Yves Pambou

Personal information
- Full name: Yves Simon Pambou Loembet
- Date of birth: 27 November 1995 (age 30)
- Place of birth: Montfermeil, France
- Height: 1.71 m (5 ft 7 in)
- Position: Midfielder

Team information
- Current team: Saumur
- Number: 23

Youth career
- Nantes

Senior career*
- Years: Team / Apps / (Gls)
- 2013–2014: Reggina / 20 / (0)
- 2015: Trélissac / 9 / (0)
- 2015–2018: DAC Dunajská Streda / 63 / (1)
- 2018: Hapoel Petah Tikva / 17 / (0)
- 2019–2020: Grenoble / 19 / (0)
- 2020–2022: Gaz Metan Mediaș / 23 / (0)
- 2022–2023: Metalist Kharkiv / 0 / (0)
- 2024–: Saumur / 7 / (1)

International career^{‡}
- 2017–: Congo / 2 / (0)

= Yves Pambou =

Footballer (born 1995)

Yves Simon Pambou Loembet (born 27 November 1995) is a professional footballer who plays as a midfielder for Championnat National 1 club Saumur. Born in France, he plays for the Congo national team.

==Club career==
After playing for FC Nantes' youth system, Pambou moved to Italy, joining Serie B side Reggina Calcio in July 2013.

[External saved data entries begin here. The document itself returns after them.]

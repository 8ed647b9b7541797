//! Client-side plumbing for the AWS account-migration assistant:
//! - `api` - the step-executor HTTP contract and client
//! - `runner` - the adapter folding execution results into store
//!   transitions
//! - `agent` - the rule-based chat assistant
//!
//! The store itself lives in `awsmig-core` and stays free of I/O; this
//! crate owns every suspension point.

pub mod agent;
pub mod api;
pub mod runner;

pub use agent::{AgentIntent, AgentMessage, ChatAgent, MessageRole};
pub use api::{
    step_path, ExecutorError, HttpExecutor, StepExecution, StepExecutor, BASE_URL_ENV,
    DEFAULT_BASE_URL,
};
pub use runner::StepRunner;
//! Step/Phase Catalog
//!
//! The shipped definition of every migration phase and step: identity,
//! display text, automation classification, time estimate, and whether a
//! backend execution endpoint exists. The catalog is immutable after
//! construction; only step status, completion timestamps, and notes mutate
//! at runtime.

use std::collections::HashMap;

use crate::error::CatalogError;
use crate::types::{AutomationType, MigrationStep, Phase, PhaseType, StepStatus};

/// Reject a malformed catalog before a store is ever built over it.
///
/// Checks: at least one phase, at least one step overall, unique phase ids,
/// globally unique step ids, and each step's `phase` field matching its
/// owning phase.
pub fn validate_catalog(phases: &[Phase]) -> Result<(), CatalogError> {
    if phases.is_empty() {
        return Err(CatalogError::NoPhases);
    }
    if phases.iter().all(|p| p.steps.is_empty()) {
        return Err(CatalogError::NoSteps);
    }

    let mut phase_ids: HashMap<u32, PhaseType> = HashMap::new();
    let mut step_owners: HashMap<u32, PhaseType> = HashMap::new();

    for phase in phases {
        if phase_ids.insert(phase.id, phase.phase_type).is_some() {
            return Err(CatalogError::DuplicatePhaseId { id: phase.id });
        }
        for step in &phase.steps {
            if step.phase != phase.phase_type {
                return Err(CatalogError::PhaseMismatch {
                    step_id: step.id,
                    declared: step.phase,
                    actual: phase.phase_type,
                });
            }
            if let Some(first) = step_owners.insert(step.id, phase.phase_type) {
                return Err(CatalogError::DuplicateStepId {
                    id: step.id,
                    first,
                    second: phase.phase_type,
                });
            }
        }
    }

    Ok(())
}

/// The built-in six-phase catalog for an AWS account move between
/// organizations. Step ids are assigned densely and ascending across the
/// whole catalog; ordering leans on that.
pub fn builtin_phases() -> Vec<Phase> {
    vec![
        phase(
            1,
            PhaseType::AssessExisting,
            "Assess Existing Environment",
            "Evaluate current AWS environment and identify migration requirements",
            vec![
                step(1, PhaseType::AssessExisting, "check_ram")
                    .title("Check for resources shared via RAM")
                    .description("Check for resources shared via RAM with the rest of the Org or OUs")
                    .automated()
                    .notes("Agent will automatically scan for shared resources")
                    .build(),
                step(2, PhaseType::AssessExisting, "check_admin_services")
                    .title("Check for delegated admin services")
                    .description(
                        "Check if services like AWS Backup, GuardDuty, and Inspector have a \
                         delegated admin in the old organization",
                    )
                    .automated()
                    .estimated_time(8)
                    .notes("Agent will identify all delegated admin services")
                    .build(),
                step(3, PhaseType::AssessExisting, "cost_explorer_data")
                    .title("Check Cost Explorer data")
                    .description(
                        "Cost Explorer in the new payer will not carry historical data from the \
                         old payer",
                    )
                    .automated()
                    .notes("Agent will automatically check Cost Explorer data")
                    .build(),
                step(4, PhaseType::AssessExisting, "check_savings")
                    .title("Check RI and Savings Plans")
                    .description(
                        "Inventory Reserved Instances and Savings Plans that need re-evaluation \
                         after the move",
                    )
                    .automated()
                    .notes("Agent will automatically check RI and Savings Plans")
                    .build(),
                step(5, PhaseType::AssessExisting, "check_policies")
                    .title("Check for policy references")
                    .description(
                        "Check policy documents across AWS services for Organization or OU \
                         references",
                    )
                    .automated()
                    .notes("Agent will automatically check for policy references")
                    .build(),
                step(6, PhaseType::AssessExisting, "check_stacksets")
                    .title("Check for stacksets")
                    .description("Check if CloudFormation StackSets use AWS Organizations")
                    .automated()
                    .notes("Agent will automatically check for stacksets")
                    .build(),
                step(7, PhaseType::AssessExisting, "check_enterprise_support")
                    .title("Confirm Enterprise Support")
                    .description(
                        "Confirm the Enterprise Support plan carries over to the new organization",
                    )
                    .estimated_time(10)
                    .build(),
                step(8, PhaseType::AssessExisting, "create_iam_admin")
                    .title("Create fallback IAM admin")
                    .description("Create a fallback IAM admin in case SSO fails during the move")
                    .automated()
                    .notes("Agent will automatically create the IAM admin")
                    .build(),
            ],
        ),
        phase(
            2,
            PhaseType::PrepareNew,
            "Prepare New Environment",
            "Set up and configure the target AWS environment for migration",
            vec![
                step(9, PhaseType::PrepareNew, "create_ou")
                    .title("Create organizational units")
                    .description("Create the organizational units in the new organization")
                    .estimated_time(15)
                    .build(),
                step(10, PhaseType::PrepareNew, "register_ou")
                    .title("Register OUs with Control Tower")
                    .description("Register the new organizational units with Control Tower")
                    .estimated_time(10)
                    .build(),
                step(11, PhaseType::PrepareNew, "create_kms_key")
                    .title("Create KMS keys")
                    .description("Create KMS keys required by workloads in the new environment")
                    .semi_automated()
                    .estimated_time(10)
                    .build(),
                step(12, PhaseType::PrepareNew, "duplicate_sso")
                    .title("Duplicate SSO configuration")
                    .description(
                        "Duplicate the SSO and identity-provider configuration in the new \
                         organization",
                    )
                    .estimated_time(20)
                    .build(),
                step(13, PhaseType::PrepareNew, "request_limit_increase")
                    .title("Request organization limit increase")
                    .description(
                        "Request an Organizations service-limit increase ahead of the account \
                         move",
                    )
                    .build(),
            ],
        ),
        phase(
            3,
            PhaseType::VerifyNew,
            "Verify New Environment",
            "Validate the new environment configuration before migration",
            vec![
                step(14, PhaseType::VerifyNew, "verify_cloudtrail")
                    .title("Verify CloudTrail log distribution")
                    .description(
                        "Verify CloudTrail log distribution is flowing in the new organization",
                    )
                    .semi_automated()
                    .estimated_time(10)
                    .build(),
                step(15, PhaseType::VerifyNew, "validate_scp")
                    .title("Validate service control policies")
                    .description("Validate service control policies attached in the new organization")
                    .estimated_time(10)
                    .build(),
                step(16, PhaseType::VerifyNew, "import_control_tower")
                    .title("Import account into Control Tower")
                    .description(
                        "Import the existing account into the new organization's Control Tower",
                    )
                    .semi_automated()
                    .estimated_time(15)
                    .requires_confirmation()
                    .build(),
            ],
        ),
        phase(
            4,
            PhaseType::AwsAttachDetach,
            "Attach/Detach",
            "Manually attach or detach AWS accounts as needed for the migration process",
            vec![
                step(17, PhaseType::AwsAttachDetach, "detach_account")
                    .title("Detach account from old organization")
                    .description("Detach the account from the old organization")
                    .estimated_time(10)
                    .requires_confirmation()
                    .build(),
                step(18, PhaseType::AwsAttachDetach, "attach_account")
                    .title("Attach account to new organization")
                    .description("Attach the account to the new organization")
                    .estimated_time(10)
                    .requires_confirmation()
                    .build(),
            ],
        ),
        phase(
            5,
            PhaseType::Migration,
            "Migration",
            "Execute the migration of AWS accounts to the new organization",
            vec![
                step(19, PhaseType::Migration, "move_account")
                    .title("Move account into target OU")
                    .description("Move the account into its target organizational unit")
                    .semi_automated()
                    .estimated_time(10)
                    .requires_confirmation()
                    .build(),
                step(20, PhaseType::Migration, "validate_workloads")
                    .title("Validate workloads")
                    .description("Validate workloads and integrations after the account move")
                    .estimated_time(30)
                    .build(),
            ],
        ),
        phase(
            6,
            PhaseType::PostMigration,
            "Post Migration",
            "Complete final tasks and validate the migration was successful",
            vec![
                step(21, PhaseType::PostMigration, "remove_secops")
                    .title("Remove legacy SecOps tooling")
                    .description("Remove legacy security-operations tooling from the migrated account")
                    .estimated_time(15)
                    .build(),
                step(22, PhaseType::PostMigration, "delete_cur_report")
                    .title("Delete old CUR definitions")
                    .description("Delete Cost and Usage Report definitions left in the old payer")
                    .semi_automated()
                    .build(),
                step(23, PhaseType::PostMigration, "confirm_billing")
                    .title("Confirm consolidated billing")
                    .description("Confirm consolidated billing picks up the migrated account")
                    .estimated_time(10)
                    .build(),
            ],
        ),
    ]
}

fn phase(
    id: u32,
    phase_type: PhaseType,
    title: &str,
    description: &str,
    steps: Vec<MigrationStep>,
) -> Phase {
    Phase {
        id,
        phase_type,
        title: title.to_string(),
        description: description.to_string(),
        steps,
        status: StepStatus::Pending,
        progress: 0,
    }
}

fn step(id: u32, phase: PhaseType, slug: &str) -> StepBuilder {
    StepBuilder {
        step: MigrationStep {
            id,
            title: String::new(),
            description: String::new(),
            phase,
            status: StepStatus::Pending,
            automation_type: AutomationType::Manual,
            api_available: false,
            estimated_time: 5,
            requires_confirmation: false,
            completed_at: None,
            notes: None,
            slug: Some(slug.to_string()),
        },
    }
}

/// Catalog-construction helper; manual, 5 minutes, no API by default.
struct StepBuilder {
    step: MigrationStep,
}

impl StepBuilder {
    fn title(mut self, title: &str) -> Self {
        self.step.title = title.to_string();
        self
    }

    fn description(mut self, description: &str) -> Self {
        self.step.description = description.to_string();
        self
    }

    /// Fully automated with a backend endpoint.
    fn automated(mut self) -> Self {
        self.step.automation_type = AutomationType::FullyAutomated;
        self.step.api_available = true;
        self
    }

    fn semi_automated(mut self) -> Self {
        self.step.automation_type = AutomationType::SemiAutomated;
        self
    }

    fn estimated_time(mut self, minutes: u32) -> Self {
        self.step.estimated_time = minutes;
        self
    }

    fn requires_confirmation(mut self) -> Self {
        self.step.requires_confirmation = true;
        self
    }

    fn notes(mut self, notes: &str) -> Self {
        self.step.notes = Some(notes.to_string());
        self
    }

    fn build(self) -> MigrationStep {
        self.step
    }
}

After six months with Hapoel Petach Tikva, he signed a contract of one year and half with Grenoble Foot 38 in January 2019. He played for Gaz Metan Mediaș until the Romanian club was dissolved in 2022.

==International career==
Pambou made his debut for the Congo national football team in a 1–1 2018 FIFA World Cup qualification tie against Ghana on 1 September 2017.